◆ ASSIGNED TASK
For the records below, work out the number of lines holding "signals" and reply with only that.

Extracted data entries:
====================

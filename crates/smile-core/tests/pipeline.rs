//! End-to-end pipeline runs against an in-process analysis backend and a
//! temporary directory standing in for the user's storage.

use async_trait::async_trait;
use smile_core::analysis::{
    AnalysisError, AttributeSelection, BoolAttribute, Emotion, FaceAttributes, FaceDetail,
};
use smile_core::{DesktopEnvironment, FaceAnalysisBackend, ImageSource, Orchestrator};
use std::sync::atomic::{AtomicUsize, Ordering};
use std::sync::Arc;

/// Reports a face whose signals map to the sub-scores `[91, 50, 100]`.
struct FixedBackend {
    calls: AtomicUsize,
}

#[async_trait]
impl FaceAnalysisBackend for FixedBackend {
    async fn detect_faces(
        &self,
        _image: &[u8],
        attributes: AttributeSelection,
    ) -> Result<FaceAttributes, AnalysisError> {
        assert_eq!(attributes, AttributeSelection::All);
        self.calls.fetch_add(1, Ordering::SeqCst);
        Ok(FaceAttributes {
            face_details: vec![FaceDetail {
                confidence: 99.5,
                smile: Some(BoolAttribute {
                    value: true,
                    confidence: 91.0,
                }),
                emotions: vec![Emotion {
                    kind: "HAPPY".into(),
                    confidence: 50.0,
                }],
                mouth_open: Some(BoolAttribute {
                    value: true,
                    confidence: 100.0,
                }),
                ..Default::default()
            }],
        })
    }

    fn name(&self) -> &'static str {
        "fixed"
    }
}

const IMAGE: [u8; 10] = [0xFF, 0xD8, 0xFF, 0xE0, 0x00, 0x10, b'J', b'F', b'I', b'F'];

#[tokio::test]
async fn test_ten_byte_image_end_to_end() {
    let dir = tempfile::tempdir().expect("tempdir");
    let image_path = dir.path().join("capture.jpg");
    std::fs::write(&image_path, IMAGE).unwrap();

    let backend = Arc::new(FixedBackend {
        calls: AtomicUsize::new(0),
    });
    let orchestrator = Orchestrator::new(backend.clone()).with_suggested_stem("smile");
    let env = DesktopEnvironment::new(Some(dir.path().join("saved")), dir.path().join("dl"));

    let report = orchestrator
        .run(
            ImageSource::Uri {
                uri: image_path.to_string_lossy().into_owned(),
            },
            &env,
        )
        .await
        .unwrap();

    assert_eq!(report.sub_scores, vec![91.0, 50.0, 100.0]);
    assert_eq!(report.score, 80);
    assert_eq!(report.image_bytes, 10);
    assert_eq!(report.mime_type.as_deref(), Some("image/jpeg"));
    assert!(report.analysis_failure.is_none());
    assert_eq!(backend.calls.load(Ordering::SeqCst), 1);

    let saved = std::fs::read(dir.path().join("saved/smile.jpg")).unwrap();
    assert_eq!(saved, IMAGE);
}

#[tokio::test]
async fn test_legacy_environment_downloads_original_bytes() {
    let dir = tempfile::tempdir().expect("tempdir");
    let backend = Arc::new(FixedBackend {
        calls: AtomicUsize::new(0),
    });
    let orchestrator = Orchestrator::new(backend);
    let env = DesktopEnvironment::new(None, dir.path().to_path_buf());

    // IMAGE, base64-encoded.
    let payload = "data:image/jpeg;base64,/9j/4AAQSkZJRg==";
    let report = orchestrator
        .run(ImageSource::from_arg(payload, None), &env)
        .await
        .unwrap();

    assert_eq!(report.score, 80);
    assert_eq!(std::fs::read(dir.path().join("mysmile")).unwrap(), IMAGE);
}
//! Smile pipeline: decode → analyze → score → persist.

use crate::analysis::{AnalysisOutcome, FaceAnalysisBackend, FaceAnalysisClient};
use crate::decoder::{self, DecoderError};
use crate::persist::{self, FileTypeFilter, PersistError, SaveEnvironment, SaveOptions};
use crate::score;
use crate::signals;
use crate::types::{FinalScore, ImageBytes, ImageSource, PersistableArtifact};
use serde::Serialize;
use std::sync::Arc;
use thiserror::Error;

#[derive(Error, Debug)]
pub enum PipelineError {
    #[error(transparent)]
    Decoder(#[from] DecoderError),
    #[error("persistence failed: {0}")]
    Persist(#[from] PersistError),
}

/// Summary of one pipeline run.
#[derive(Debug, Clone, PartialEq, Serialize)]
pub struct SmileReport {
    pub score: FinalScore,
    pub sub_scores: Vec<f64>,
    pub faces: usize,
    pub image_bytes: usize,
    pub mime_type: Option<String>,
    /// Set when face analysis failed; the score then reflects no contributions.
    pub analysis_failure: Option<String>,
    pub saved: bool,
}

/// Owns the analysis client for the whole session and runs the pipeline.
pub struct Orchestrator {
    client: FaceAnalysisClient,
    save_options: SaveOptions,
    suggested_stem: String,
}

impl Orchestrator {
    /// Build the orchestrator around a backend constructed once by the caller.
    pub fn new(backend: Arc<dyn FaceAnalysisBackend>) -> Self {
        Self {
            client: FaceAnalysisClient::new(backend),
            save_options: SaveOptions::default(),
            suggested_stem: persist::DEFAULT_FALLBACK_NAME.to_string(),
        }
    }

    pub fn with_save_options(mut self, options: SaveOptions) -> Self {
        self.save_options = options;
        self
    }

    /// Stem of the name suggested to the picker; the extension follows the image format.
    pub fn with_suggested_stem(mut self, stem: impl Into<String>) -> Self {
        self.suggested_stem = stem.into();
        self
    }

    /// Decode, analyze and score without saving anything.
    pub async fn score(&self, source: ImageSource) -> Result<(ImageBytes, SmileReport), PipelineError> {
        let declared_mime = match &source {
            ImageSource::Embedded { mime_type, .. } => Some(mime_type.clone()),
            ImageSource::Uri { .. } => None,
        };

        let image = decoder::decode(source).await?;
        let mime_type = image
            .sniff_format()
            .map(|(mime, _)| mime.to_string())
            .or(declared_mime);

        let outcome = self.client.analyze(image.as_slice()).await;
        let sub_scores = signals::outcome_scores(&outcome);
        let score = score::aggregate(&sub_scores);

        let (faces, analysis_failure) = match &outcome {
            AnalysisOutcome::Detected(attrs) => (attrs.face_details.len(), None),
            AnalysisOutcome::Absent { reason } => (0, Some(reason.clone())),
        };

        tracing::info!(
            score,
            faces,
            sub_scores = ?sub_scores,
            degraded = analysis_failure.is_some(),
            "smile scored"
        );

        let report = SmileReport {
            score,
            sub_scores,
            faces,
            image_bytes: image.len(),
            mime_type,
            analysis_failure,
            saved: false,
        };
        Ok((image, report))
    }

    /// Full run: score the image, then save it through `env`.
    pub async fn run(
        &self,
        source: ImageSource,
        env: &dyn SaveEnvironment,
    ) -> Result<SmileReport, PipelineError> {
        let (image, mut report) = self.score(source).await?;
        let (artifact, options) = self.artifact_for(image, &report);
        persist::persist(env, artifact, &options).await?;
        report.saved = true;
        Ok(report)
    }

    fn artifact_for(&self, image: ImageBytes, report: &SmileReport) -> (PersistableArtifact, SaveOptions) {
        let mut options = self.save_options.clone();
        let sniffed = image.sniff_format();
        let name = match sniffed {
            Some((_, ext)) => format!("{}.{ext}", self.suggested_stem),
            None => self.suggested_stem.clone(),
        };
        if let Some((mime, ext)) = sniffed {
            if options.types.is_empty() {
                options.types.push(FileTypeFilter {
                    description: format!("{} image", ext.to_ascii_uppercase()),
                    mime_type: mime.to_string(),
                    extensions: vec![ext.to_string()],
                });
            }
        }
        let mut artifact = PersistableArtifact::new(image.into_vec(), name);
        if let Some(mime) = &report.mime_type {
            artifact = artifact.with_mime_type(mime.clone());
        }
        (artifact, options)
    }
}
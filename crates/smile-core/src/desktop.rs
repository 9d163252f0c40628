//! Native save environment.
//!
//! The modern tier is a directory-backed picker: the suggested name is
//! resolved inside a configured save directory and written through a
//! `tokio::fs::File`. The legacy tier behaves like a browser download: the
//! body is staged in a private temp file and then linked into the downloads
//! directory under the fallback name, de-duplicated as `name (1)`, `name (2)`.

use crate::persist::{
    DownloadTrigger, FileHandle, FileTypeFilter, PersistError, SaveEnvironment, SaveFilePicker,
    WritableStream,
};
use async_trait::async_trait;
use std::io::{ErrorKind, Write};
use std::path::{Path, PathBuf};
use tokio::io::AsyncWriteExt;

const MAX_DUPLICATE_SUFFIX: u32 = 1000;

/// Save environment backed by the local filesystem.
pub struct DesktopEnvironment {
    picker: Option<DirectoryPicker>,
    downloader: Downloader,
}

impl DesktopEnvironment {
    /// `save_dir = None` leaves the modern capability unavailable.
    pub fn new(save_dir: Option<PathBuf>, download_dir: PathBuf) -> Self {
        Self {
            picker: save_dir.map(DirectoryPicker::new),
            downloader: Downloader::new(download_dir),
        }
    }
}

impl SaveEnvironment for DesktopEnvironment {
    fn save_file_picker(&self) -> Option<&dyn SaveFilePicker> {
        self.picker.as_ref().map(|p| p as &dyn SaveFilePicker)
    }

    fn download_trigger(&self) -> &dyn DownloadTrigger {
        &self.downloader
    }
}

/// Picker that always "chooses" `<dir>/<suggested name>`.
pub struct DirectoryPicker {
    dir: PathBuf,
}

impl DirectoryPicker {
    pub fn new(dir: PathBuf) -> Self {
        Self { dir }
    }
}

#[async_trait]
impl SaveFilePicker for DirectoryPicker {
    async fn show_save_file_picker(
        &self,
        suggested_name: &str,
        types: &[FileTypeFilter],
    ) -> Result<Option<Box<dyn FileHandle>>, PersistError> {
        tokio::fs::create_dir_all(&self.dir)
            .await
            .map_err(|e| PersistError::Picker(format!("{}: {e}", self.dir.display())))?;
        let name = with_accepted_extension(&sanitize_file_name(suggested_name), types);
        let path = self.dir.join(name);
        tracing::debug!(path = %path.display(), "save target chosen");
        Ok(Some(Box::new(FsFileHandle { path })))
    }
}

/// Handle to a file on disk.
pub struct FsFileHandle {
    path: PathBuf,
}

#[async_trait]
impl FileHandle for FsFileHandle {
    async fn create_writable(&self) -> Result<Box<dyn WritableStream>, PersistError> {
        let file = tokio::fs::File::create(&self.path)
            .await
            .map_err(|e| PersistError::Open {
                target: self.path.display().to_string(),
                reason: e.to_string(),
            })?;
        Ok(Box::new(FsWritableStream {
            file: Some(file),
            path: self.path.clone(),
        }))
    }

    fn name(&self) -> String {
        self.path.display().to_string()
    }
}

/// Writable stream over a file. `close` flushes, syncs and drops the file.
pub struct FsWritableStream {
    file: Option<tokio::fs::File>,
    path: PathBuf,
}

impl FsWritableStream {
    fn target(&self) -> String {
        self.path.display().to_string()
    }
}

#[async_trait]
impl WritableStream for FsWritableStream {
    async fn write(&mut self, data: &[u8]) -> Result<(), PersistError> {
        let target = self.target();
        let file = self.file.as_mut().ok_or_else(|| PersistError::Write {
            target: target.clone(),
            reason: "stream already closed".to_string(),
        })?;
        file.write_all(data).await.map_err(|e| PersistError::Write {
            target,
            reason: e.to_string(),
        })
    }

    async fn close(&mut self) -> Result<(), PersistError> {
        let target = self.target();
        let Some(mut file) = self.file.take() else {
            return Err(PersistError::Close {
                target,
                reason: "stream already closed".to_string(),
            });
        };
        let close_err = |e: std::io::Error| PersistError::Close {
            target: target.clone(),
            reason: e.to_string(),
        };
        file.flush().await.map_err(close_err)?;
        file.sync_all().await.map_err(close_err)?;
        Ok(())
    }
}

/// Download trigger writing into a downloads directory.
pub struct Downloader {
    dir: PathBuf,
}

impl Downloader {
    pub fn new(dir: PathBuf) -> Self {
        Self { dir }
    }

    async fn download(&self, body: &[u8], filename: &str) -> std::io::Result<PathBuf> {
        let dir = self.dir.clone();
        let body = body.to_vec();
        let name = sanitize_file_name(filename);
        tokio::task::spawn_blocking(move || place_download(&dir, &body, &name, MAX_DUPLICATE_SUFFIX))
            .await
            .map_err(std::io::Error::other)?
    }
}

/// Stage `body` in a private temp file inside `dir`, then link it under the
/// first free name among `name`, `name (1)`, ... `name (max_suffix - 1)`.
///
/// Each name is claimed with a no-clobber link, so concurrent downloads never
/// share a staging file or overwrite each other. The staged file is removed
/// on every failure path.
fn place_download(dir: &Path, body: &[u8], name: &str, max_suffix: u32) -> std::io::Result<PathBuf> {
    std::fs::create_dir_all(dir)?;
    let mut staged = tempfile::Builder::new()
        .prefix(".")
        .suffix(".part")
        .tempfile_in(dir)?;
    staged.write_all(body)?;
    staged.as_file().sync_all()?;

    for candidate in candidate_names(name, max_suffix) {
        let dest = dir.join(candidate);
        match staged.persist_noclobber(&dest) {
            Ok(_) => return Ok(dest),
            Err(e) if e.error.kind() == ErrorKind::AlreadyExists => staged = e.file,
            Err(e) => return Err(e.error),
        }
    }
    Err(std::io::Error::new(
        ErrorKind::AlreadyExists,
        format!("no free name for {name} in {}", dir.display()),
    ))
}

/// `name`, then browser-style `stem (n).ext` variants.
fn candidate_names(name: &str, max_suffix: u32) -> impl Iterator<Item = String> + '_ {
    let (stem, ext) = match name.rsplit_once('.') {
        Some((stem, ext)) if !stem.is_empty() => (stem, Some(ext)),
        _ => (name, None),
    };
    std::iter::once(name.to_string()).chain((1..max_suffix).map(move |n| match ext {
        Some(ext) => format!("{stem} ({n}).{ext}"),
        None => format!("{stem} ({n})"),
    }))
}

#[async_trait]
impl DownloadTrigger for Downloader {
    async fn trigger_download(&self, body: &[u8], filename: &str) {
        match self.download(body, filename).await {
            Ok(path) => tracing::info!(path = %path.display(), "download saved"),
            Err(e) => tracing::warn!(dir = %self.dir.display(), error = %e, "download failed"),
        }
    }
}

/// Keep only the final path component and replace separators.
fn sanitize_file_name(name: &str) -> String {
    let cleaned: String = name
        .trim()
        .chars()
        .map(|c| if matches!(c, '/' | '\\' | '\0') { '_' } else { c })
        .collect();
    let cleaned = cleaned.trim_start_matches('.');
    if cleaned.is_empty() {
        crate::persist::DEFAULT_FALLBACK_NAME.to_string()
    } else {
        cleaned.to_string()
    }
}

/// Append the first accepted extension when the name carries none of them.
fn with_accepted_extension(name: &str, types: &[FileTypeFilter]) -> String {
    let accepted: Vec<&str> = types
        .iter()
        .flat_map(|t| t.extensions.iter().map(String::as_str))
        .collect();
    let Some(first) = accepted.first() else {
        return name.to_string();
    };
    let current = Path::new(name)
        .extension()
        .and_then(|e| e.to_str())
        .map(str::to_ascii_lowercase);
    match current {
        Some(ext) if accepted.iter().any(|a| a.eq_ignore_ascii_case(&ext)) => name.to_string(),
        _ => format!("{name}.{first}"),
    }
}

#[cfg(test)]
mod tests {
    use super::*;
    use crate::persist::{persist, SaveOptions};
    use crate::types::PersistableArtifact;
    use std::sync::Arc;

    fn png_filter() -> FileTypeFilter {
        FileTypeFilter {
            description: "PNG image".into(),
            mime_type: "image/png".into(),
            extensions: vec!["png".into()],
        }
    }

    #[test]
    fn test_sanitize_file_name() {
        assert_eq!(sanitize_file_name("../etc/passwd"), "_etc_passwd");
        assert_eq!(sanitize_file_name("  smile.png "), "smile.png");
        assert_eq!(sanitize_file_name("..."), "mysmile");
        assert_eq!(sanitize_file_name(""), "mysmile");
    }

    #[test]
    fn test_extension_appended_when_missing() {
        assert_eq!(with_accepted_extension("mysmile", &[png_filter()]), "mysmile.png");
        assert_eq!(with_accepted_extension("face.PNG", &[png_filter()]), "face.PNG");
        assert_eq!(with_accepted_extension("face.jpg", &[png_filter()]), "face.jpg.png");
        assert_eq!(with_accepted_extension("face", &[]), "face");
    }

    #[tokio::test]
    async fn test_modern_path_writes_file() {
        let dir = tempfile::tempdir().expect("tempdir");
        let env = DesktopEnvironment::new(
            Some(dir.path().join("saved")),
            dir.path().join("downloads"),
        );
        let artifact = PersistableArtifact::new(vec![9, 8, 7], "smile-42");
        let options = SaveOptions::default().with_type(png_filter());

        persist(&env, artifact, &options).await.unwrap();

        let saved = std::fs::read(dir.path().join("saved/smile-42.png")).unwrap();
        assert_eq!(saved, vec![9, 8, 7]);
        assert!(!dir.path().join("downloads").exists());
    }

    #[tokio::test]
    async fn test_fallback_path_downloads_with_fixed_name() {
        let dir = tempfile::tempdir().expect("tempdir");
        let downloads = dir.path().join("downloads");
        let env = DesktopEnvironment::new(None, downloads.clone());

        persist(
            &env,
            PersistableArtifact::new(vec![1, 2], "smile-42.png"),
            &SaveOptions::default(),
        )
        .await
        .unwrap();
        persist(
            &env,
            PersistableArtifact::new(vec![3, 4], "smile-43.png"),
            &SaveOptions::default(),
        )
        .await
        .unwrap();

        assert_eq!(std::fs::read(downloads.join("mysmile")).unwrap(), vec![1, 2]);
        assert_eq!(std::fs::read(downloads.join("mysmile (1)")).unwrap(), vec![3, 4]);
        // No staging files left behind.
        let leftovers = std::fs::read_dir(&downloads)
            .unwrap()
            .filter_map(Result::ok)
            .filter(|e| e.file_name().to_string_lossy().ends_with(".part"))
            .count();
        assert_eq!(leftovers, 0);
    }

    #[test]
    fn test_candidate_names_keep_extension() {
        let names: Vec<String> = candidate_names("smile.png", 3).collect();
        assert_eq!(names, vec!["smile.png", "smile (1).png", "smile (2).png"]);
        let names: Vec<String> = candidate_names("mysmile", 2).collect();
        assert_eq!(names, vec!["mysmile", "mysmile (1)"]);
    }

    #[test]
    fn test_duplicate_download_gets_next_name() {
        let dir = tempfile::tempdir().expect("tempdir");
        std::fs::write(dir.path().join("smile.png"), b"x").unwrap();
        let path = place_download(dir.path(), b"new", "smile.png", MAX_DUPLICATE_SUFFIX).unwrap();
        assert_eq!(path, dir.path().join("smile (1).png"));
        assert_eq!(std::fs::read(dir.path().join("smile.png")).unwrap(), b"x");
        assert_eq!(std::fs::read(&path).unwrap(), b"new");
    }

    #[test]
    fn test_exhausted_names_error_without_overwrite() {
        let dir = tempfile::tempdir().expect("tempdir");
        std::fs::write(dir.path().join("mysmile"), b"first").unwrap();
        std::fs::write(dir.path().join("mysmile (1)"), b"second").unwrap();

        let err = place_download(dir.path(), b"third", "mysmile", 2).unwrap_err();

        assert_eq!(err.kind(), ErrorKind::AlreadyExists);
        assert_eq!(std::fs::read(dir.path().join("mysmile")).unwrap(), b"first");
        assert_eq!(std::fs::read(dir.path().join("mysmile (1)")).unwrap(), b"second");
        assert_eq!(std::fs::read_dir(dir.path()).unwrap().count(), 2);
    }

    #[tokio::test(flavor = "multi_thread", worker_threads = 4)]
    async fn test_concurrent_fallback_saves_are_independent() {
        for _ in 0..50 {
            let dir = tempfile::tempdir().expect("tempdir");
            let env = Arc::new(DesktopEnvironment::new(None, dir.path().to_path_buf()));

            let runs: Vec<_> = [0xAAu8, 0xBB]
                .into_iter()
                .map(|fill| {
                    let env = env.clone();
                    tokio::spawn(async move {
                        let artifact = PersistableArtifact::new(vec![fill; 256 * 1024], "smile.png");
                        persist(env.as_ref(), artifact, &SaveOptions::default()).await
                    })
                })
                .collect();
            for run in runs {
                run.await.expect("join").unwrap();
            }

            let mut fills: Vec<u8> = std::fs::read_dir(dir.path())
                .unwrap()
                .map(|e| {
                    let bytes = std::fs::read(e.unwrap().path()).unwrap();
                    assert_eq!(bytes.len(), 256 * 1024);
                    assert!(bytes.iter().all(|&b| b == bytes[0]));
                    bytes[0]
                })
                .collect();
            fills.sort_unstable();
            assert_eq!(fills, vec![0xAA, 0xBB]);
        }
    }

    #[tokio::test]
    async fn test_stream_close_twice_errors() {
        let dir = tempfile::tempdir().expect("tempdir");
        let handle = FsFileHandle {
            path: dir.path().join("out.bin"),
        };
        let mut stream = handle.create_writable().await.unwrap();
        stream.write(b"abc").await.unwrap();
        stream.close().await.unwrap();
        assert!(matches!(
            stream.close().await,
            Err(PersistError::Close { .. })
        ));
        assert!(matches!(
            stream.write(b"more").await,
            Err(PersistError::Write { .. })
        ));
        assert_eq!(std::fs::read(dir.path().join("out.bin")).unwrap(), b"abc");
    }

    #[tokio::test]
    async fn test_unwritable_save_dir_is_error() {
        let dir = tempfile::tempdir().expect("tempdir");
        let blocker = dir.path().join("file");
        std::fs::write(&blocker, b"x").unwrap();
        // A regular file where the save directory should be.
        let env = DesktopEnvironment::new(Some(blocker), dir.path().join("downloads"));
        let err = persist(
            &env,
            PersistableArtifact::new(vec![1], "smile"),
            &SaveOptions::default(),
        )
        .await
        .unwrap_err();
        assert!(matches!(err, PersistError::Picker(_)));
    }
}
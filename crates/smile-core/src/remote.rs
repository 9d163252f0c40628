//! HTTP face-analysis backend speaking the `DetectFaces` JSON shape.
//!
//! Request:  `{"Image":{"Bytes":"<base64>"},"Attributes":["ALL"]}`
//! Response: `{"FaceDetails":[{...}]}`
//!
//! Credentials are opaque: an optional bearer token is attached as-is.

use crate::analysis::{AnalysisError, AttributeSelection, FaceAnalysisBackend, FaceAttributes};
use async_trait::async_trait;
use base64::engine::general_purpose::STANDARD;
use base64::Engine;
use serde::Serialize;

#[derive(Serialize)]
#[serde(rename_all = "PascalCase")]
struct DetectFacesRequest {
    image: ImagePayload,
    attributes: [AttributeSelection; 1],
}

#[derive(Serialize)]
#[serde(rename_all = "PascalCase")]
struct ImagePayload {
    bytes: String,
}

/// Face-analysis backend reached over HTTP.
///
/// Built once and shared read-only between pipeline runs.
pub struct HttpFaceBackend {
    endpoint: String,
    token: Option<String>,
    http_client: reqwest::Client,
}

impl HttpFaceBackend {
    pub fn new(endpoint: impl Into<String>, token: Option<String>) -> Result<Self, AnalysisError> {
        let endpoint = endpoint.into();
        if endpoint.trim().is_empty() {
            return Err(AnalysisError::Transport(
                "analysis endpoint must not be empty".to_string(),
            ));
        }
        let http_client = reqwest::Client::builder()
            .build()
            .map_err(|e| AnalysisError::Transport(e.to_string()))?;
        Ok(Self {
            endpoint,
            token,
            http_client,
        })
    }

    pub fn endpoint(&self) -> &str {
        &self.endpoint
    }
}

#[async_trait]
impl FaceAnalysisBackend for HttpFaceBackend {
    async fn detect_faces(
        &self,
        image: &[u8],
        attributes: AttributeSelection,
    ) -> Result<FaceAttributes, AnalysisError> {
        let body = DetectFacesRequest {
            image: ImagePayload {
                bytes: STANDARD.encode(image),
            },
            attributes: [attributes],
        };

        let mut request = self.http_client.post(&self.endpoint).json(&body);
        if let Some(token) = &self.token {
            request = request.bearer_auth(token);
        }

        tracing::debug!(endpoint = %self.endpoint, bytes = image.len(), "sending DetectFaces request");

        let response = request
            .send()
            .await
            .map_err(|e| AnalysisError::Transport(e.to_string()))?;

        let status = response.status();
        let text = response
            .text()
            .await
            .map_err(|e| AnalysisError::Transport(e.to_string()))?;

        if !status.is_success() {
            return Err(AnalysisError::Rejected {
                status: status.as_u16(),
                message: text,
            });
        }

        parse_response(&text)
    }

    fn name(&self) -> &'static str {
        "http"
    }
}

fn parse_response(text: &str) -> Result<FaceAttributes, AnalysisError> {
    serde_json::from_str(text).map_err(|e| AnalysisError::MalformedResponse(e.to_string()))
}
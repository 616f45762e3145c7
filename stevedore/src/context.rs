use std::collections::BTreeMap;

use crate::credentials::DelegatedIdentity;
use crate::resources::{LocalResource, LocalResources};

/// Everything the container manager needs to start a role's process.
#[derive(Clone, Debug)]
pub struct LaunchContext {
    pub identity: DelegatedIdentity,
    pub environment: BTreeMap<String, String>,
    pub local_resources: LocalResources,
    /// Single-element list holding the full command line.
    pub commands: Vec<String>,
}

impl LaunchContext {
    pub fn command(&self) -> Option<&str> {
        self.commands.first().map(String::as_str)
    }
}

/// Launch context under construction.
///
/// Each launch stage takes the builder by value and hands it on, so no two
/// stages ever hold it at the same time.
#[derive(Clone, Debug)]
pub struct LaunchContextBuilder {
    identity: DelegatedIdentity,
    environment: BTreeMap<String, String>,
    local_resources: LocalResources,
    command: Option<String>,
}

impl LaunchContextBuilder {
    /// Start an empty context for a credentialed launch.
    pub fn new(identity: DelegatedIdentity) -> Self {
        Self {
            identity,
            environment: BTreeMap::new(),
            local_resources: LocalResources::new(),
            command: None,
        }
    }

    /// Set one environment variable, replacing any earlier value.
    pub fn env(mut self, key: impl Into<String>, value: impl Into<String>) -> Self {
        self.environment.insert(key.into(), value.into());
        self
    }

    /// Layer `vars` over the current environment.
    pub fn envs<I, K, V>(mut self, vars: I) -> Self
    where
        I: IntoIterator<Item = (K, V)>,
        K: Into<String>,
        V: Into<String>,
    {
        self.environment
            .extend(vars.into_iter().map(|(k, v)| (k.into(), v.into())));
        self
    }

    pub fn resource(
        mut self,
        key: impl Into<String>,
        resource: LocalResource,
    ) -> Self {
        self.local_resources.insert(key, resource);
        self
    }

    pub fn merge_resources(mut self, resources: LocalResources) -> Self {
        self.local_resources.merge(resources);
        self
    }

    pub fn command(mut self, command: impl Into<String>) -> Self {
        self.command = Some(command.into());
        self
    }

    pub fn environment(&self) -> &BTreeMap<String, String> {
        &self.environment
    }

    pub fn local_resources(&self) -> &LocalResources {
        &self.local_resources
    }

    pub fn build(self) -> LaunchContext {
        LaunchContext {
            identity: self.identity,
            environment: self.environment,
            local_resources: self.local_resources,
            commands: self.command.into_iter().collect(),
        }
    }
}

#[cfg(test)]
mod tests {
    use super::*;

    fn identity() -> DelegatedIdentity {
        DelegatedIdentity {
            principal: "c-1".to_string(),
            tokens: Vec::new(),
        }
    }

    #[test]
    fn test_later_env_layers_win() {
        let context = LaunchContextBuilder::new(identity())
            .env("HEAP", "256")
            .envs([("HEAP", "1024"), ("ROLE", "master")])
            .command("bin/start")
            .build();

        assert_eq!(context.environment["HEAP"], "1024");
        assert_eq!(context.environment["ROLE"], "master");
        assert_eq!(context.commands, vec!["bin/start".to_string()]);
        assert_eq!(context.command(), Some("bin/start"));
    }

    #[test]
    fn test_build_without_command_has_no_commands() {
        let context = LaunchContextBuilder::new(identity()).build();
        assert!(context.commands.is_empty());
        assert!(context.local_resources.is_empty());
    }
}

====================

◆ TASK RESULT
3